• [RECORD EXTRACTS]
************
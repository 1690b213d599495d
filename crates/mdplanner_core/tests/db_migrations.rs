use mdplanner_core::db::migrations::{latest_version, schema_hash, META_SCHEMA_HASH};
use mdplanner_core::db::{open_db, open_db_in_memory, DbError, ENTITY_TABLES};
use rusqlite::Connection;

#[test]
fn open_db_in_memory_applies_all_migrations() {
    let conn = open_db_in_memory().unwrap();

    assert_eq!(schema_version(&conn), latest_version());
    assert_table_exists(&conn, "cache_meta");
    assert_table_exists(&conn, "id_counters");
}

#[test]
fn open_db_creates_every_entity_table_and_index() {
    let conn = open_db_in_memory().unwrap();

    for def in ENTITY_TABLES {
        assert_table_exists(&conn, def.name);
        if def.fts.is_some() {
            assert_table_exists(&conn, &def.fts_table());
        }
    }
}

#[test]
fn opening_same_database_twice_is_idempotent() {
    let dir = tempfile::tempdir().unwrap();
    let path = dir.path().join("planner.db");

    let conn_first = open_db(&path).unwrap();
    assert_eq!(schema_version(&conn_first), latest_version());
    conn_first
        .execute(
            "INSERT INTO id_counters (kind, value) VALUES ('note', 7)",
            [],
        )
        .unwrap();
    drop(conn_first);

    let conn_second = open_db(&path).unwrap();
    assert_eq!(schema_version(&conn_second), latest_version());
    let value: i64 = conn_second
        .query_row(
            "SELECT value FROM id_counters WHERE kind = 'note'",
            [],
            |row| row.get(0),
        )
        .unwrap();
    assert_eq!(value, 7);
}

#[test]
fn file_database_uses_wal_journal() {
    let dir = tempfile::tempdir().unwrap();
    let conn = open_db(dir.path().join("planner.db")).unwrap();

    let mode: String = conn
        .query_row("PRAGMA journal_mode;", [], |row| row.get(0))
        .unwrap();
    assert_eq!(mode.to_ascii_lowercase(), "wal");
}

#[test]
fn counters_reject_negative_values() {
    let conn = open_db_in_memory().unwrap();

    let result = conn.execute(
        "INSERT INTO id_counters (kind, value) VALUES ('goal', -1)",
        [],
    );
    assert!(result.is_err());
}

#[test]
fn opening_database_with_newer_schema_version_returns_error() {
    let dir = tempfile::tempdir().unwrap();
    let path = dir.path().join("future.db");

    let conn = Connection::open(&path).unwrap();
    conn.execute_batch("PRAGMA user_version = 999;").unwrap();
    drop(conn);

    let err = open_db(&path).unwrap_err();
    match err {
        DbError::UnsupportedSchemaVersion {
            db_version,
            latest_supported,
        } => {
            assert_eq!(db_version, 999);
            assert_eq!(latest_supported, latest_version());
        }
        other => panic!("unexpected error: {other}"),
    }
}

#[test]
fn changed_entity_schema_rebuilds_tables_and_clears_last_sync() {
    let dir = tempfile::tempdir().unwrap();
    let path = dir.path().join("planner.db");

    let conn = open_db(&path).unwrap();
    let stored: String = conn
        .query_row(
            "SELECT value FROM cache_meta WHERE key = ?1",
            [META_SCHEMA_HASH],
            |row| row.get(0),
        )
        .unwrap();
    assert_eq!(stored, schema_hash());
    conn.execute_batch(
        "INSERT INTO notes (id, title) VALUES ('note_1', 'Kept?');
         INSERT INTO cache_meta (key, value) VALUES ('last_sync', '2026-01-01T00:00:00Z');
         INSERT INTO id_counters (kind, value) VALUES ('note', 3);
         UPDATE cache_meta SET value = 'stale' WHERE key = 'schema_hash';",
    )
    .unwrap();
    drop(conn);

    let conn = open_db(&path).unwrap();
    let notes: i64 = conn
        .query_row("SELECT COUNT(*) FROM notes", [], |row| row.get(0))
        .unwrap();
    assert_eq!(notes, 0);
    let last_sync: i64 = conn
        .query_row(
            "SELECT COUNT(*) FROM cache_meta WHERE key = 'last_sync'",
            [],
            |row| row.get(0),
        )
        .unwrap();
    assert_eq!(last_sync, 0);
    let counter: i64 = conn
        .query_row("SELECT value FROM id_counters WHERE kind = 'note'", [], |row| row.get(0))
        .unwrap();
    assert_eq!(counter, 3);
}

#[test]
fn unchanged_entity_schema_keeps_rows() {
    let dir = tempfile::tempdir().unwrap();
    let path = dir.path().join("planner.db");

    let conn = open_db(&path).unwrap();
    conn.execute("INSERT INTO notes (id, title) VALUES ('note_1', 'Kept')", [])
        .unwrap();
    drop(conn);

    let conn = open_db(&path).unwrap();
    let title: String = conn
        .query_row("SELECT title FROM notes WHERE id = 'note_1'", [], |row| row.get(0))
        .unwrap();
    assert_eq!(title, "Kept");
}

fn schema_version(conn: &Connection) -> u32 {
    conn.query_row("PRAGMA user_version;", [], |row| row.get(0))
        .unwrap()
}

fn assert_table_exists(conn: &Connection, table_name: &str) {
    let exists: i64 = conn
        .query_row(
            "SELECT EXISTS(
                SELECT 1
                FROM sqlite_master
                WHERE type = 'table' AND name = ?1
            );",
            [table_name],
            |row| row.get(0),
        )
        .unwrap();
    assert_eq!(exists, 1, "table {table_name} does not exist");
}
************
• [TASK ITEM]
Where the string "Kept" occurs in a line of the listing, copy the line.

• [ANSWER FOR THIS EXERCISE]
        "INSERT INTO notes (id, title) VALUES ('note_1', 'Kept?');
    conn.execute("INSERT INTO notes (id, title) VALUES ('note_1', 'Kept')", [])
    assert_eq!(title, "Kept");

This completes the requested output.